**RECORDED DATA:**
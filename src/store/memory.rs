//! In-memory post store. Posting and moderation announce themselves through the
//! dispatcher, exactly as a database-backed store would.

use chrono::Utc;
use log::{debug, warn};
use std::collections::BTreeMap;
use std::sync::{Mutex, MutexGuard};

use super::PostStore;
use crate::dispatch::Dispatcher;
use crate::errors::{ChattyError, Result};
use crate::event::{EventData, ModerationFlag, Post};
use crate::logutil::preview;

#[derive(Debug, Default)]
struct Inner {
    next_id: u64,
    posts: BTreeMap<u64, Post>,
}

pub struct MemoryPostStore {
    dispatcher: Option<Dispatcher>,
    inner: Mutex<Inner>,
}

impl MemoryPostStore {
    /// Store whose writes are announced on `dispatcher`.
    pub fn new(dispatcher: Dispatcher) -> Self {
        Self {
            dispatcher: Some(dispatcher),
            inner: Mutex::new(Inner {
                next_id: 1,
                posts: BTreeMap::new(),
            }),
        }
    }

    /// Read-only use (e.g. seeding an index offline); writes emit no events.
    pub fn detached() -> Self {
        Self {
            dispatcher: None,
            inner: Mutex::new(Inner {
                next_id: 1,
                posts: BTreeMap::new(),
            }),
        }
    }

    fn lock(&self) -> MutexGuard<'_, Inner> {
        self.inner.lock().expect("post store mutex poisoned")
    }

    // Called with the store lock held so event order follows post order.
    fn announce(&self, data: EventData) {
        if let Some(dispatcher) = &self.dispatcher {
            if let Err(e) = dispatcher.send_event(data) {
                warn!("post store: event not sent: {}", e);
            }
        }
    }

    /// Create a post. `parent_id` 0 starts a new thread.
    /// Emits a `NewPost` event carrying the parent's author.
    pub fn post_comment(&self, author: &str, parent_id: u64, body: &str) -> Result<u64> {
        if author.trim().is_empty() {
            return Err(ChattyError::Argument("author is required".to_string()));
        }
        if body.trim().is_empty() {
            return Err(ChattyError::Argument("post body is empty".to_string()));
        }

        let mut inner = self.lock();
        let (thread_id, parent_author) = if parent_id == 0 {
            (None, String::new())
        } else {
            let parent = inner
                .posts
                .get(&parent_id)
                .ok_or(ChattyError::InvalidParent(parent_id))?;
            (Some(parent.thread_id), parent.author.clone())
        };

        let id = inner.next_id;
        inner.next_id = id
            .checked_add(1)
            .ok_or_else(|| ChattyError::InvalidPost("post id space exhausted".to_string()))?;
        let post = Post {
            id,
            thread_id: thread_id.unwrap_or(id),
            parent_id,
            author: author.to_string(),
            category: ModerationFlag::OnTopic,
            date: Utc::now(),
            body: body.to_string(),
        };
        debug!(
            "post store: new post {} by {} in thread {}: {}",
            id,
            author,
            post.thread_id,
            preview(body)
        );
        inner.posts.insert(id, post.clone());

        self.announce(EventData::NewPost {
            post_id: id,
            post,
            parent_author,
        });
        Ok(id)
    }

    /// Moderator action. Emits a `CategoryChange` event.
    pub fn set_post_category(&self, post_id: u64, category: ModerationFlag) -> Result<()> {
        let mut inner = self.lock();
        let post = inner
            .posts
            .get_mut(&post_id)
            .ok_or_else(|| ChattyError::InvalidPost(format!("post {} does not exist", post_id)))?;
        post.category = category;
        debug!("post store: post {} is now {}", post_id, category);
        self.announce(EventData::CategoryChange { post_id, category });
        Ok(())
    }

    pub fn get_post(&self, post_id: u64) -> Option<Post> {
        self.lock().posts.get(&post_id).cloned()
    }

    /// Bulk load without emitting events. Later ids continue after the highest
    /// loaded id. The batch is checked up front; a rejected batch leaves the
    /// store untouched.
    pub fn load_posts(&self, posts: Vec<Post>) -> Result<usize> {
        let mut next_id = 1;
        for post in &posts {
            if post.id == 0 {
                return Err(ChattyError::InvalidPost("post id 0".to_string()));
            }
            let after = post.id.checked_add(1).ok_or_else(|| {
                ChattyError::InvalidPost(format!("post id {} is out of range", post.id))
            })?;
            next_id = next_id.max(after);
        }

        let loaded = posts.len();
        let mut inner = self.lock();
        inner.next_id = inner.next_id.max(next_id);
        inner.posts.extend(posts.into_iter().map(|p| (p.id, p)));
        Ok(loaded)
    }

    /// Load a JSON array of posts (camelCase fields, see [`Post`]).
    pub async fn load_json_file(&self, path: &str) -> Result<usize> {
        let content = tokio::fs::read_to_string(path).await?;
        let posts: Vec<Post> = serde_json::from_str(&content)?;
        self.load_posts(posts)
    }

    pub fn len(&self) -> usize {
        self.lock().posts.len()
    }

    pub fn is_empty(&self) -> bool {
        self.lock().posts.is_empty()
    }
}

impl PostStore for MemoryPostStore {
    fn newest_post_id(&self) -> Result<u64> {
        Ok(self.lock().next_id - 1)
    }

    fn post_range(&self, start_id: u64, count: usize, reverse: bool) -> Result<Vec<Post>> {
        if start_id == 0 {
            return Ok(Vec::new());
        }
        let inner = self.lock();
        let posts = if reverse {
            inner
                .posts
                .range(..=start_id)
                .rev()
                .take(count)
                .map(|(_, p)| p.clone())
                .collect()
        } else {
            inner
                .posts
                .range(start_id..)
                .take(count)
                .map(|(_, p)| p.clone())
                .collect()
        };
        Ok(posts)
    }
}
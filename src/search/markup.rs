//! Strip HTML markup from rendered post bodies before tokenizing.

use regex::Regex;
use std::sync::OnceLock;

fn tag_pattern() -> &'static Regex {
    static TAGS: OnceLock<Regex> = OnceLock::new();
    TAGS.get_or_init(|| Regex::new(r"<[^>]*>").expect("tag pattern is valid"))
}

/// Replace every tag with a space so words on either side of `<br>` and friends
/// stay separate, and decode the handful of entities the renderer emits.
pub fn strip_tags(html: &str) -> String {
    let text = tag_pattern().replace_all(html, " ");
    text.replace("&lt;", "<")
        .replace("&gt;", ">")
        .replace("&quot;", "\"")
        .replace("&#39;", "'")
        .replace("&nbsp;", " ")
        .replace("&amp;", "&")
}
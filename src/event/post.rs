use chrono::{DateTime, Utc};
use serde::{Deserialize, Serialize};
use std::fmt;
use std::str::FromStr;

/// Moderation category assigned to every post.
#[derive(Debug, Clone, Copy, PartialEq, Eq, Hash, Serialize, Deserialize)]
pub enum ModerationFlag {
    #[serde(rename = "ontopic")]
    OnTopic,
    #[serde(rename = "nws")]
    NotWorkSafe,
    #[serde(rename = "stupid")]
    Stupid,
    #[serde(rename = "political")]
    PoliticalReligious,
    #[serde(rename = "tangent")]
    Tangent,
    #[serde(rename = "informative")]
    Informative,
    /// Suppressed by a moderator. Never returned as a live search result.
    #[serde(rename = "nuked")]
    Nuked,
}

impl ModerationFlag {
    pub fn as_str(&self) -> &'static str {
        match self {
            ModerationFlag::OnTopic => "ontopic",
            ModerationFlag::NotWorkSafe => "nws",
            ModerationFlag::Stupid => "stupid",
            ModerationFlag::PoliticalReligious => "political",
            ModerationFlag::Tangent => "tangent",
            ModerationFlag::Informative => "informative",
            ModerationFlag::Nuked => "nuked",
        }
    }
}

impl Default for ModerationFlag {
    fn default() -> Self {
        ModerationFlag::OnTopic
    }
}

impl fmt::Display for ModerationFlag {
    fn fmt(&self, f: &mut fmt::Formatter<'_>) -> fmt::Result {
        f.write_str(self.as_str())
    }
}

impl FromStr for ModerationFlag {
    type Err = String;

    /// Case-insensitive; also accepts the legacy `offtopic` spelling for tangent.
    fn from_str(s: &str) -> Result<Self, Self::Err> {
        match s.trim().to_lowercase().as_str() {
            "ontopic" => Ok(ModerationFlag::OnTopic),
            "nws" => Ok(ModerationFlag::NotWorkSafe),
            "stupid" => Ok(ModerationFlag::Stupid),
            "political" => Ok(ModerationFlag::PoliticalReligious),
            "tangent" | "offtopic" => Ok(ModerationFlag::Tangent),
            "informative" => Ok(ModerationFlag::Informative),
            "nuked" => Ok(ModerationFlag::Nuked),
            other => Err(format!("unknown moderation flag '{}'", other)),
        }
    }
}

/// A post as the post store hands it out. `body` is already rendered HTML.
#[derive(Debug, Clone, PartialEq, Serialize, Deserialize)]
#[serde(rename_all = "camelCase")]
pub struct Post {
    pub id: u64,
    pub thread_id: u64,
    /// 0 for a thread root.
    pub parent_id: u64,
    pub author: String,
    #[serde(default)]
    pub category: ModerationFlag,
    pub date: DateTime<Utc>,
    pub body: String,
}

impl Post {
    pub fn is_root(&self) -> bool {
        self.parent_id == 0
    }
}

#[cfg(test)]
mod tests {
    use super::*;

    #[test]
    fn moderation_flag_parses_legacy_names() {
        assert_eq!("offtopic".parse::<ModerationFlag>(), Ok(ModerationFlag::Tangent));
        assert_eq!("NUKED".parse::<ModerationFlag>(), Ok(ModerationFlag::Nuked));
        assert!("spam".parse::<ModerationFlag>().is_err());
    }

    #[test]
    fn post_uses_camel_case_wire_names() {
        let post = Post {
            id: 2,
            thread_id: 1,
            parent_id: 1,
            author: "mod".into(),
            category: ModerationFlag::Informative,
            date: Utc::now(),
            body: "new reply".into(),
        };
        let json = serde_json::to_value(&post).unwrap();
        assert_eq!(json["threadId"], 1);
        assert_eq!(json["parentId"], 1);
        assert_eq!(json["category"], "informative");
    }
}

**PROBLEM DESCRIPTION:**
Take every line from the listing above that includes the word "chrono" and copy it.

**PROBLEM SOLUTION:**
use chrono::Utc;
use chrono::{DateTime, Utc};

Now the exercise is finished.